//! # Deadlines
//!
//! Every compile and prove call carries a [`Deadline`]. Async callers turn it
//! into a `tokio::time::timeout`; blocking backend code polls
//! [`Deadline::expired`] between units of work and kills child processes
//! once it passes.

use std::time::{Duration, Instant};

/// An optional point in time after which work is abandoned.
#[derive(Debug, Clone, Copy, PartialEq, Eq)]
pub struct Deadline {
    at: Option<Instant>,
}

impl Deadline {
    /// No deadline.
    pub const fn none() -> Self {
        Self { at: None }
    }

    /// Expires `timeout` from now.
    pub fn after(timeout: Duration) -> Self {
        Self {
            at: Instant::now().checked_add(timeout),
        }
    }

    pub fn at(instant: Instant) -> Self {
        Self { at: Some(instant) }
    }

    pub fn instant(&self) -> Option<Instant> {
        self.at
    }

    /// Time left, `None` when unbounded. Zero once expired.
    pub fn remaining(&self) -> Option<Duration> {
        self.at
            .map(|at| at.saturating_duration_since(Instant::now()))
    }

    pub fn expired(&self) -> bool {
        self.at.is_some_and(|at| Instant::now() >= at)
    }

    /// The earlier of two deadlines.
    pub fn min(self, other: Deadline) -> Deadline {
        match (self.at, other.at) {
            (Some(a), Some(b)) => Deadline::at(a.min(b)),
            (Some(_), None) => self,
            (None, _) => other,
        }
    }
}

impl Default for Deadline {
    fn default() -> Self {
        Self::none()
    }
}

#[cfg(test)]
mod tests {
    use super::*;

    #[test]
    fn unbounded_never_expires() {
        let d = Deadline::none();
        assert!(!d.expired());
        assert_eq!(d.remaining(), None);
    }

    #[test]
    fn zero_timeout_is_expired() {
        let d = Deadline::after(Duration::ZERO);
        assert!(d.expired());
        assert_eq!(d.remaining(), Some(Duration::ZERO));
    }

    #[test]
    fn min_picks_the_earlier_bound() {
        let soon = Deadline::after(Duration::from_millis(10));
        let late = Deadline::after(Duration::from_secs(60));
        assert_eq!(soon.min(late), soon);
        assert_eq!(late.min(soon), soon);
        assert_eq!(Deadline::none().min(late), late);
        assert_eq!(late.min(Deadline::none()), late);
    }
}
+ + + + +
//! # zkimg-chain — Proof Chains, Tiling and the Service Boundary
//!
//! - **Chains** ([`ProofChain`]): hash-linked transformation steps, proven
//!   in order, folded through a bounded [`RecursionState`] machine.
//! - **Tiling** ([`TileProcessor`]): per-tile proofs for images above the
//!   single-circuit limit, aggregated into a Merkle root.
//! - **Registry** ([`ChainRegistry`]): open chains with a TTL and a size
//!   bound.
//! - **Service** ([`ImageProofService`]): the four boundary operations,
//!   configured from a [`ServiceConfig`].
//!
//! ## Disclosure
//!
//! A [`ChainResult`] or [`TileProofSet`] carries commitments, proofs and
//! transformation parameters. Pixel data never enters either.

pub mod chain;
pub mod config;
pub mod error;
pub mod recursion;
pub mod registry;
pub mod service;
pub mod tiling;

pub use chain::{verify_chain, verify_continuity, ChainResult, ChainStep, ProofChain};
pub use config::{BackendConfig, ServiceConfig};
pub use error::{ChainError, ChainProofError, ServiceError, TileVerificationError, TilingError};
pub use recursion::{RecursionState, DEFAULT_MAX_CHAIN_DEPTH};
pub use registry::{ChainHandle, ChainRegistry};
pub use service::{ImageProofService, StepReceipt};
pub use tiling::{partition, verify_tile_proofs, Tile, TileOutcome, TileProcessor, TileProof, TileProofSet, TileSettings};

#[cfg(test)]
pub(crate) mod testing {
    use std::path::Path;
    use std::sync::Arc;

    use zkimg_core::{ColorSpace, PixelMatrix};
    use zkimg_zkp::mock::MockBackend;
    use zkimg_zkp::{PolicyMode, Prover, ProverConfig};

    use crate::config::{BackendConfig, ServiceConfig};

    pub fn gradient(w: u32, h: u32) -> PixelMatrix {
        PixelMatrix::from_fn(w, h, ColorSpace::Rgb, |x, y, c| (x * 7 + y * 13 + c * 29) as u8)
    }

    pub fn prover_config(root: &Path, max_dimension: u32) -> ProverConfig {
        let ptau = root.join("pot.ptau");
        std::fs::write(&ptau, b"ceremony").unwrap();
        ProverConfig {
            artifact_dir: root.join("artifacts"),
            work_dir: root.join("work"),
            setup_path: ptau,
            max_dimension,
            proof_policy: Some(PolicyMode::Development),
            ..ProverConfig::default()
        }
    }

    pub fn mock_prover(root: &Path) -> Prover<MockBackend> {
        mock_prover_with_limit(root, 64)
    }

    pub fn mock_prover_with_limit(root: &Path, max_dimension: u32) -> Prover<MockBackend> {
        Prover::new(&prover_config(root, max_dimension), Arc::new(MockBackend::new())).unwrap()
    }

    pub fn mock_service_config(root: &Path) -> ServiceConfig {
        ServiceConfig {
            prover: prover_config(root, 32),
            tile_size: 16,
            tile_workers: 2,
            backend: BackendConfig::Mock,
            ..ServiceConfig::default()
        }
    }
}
+ + + + +
## What is needed
Write out each line above containing "once".

## Completed exercise
//! once it passes.
    /// Time left, `None` when unbounded. Zero once expired.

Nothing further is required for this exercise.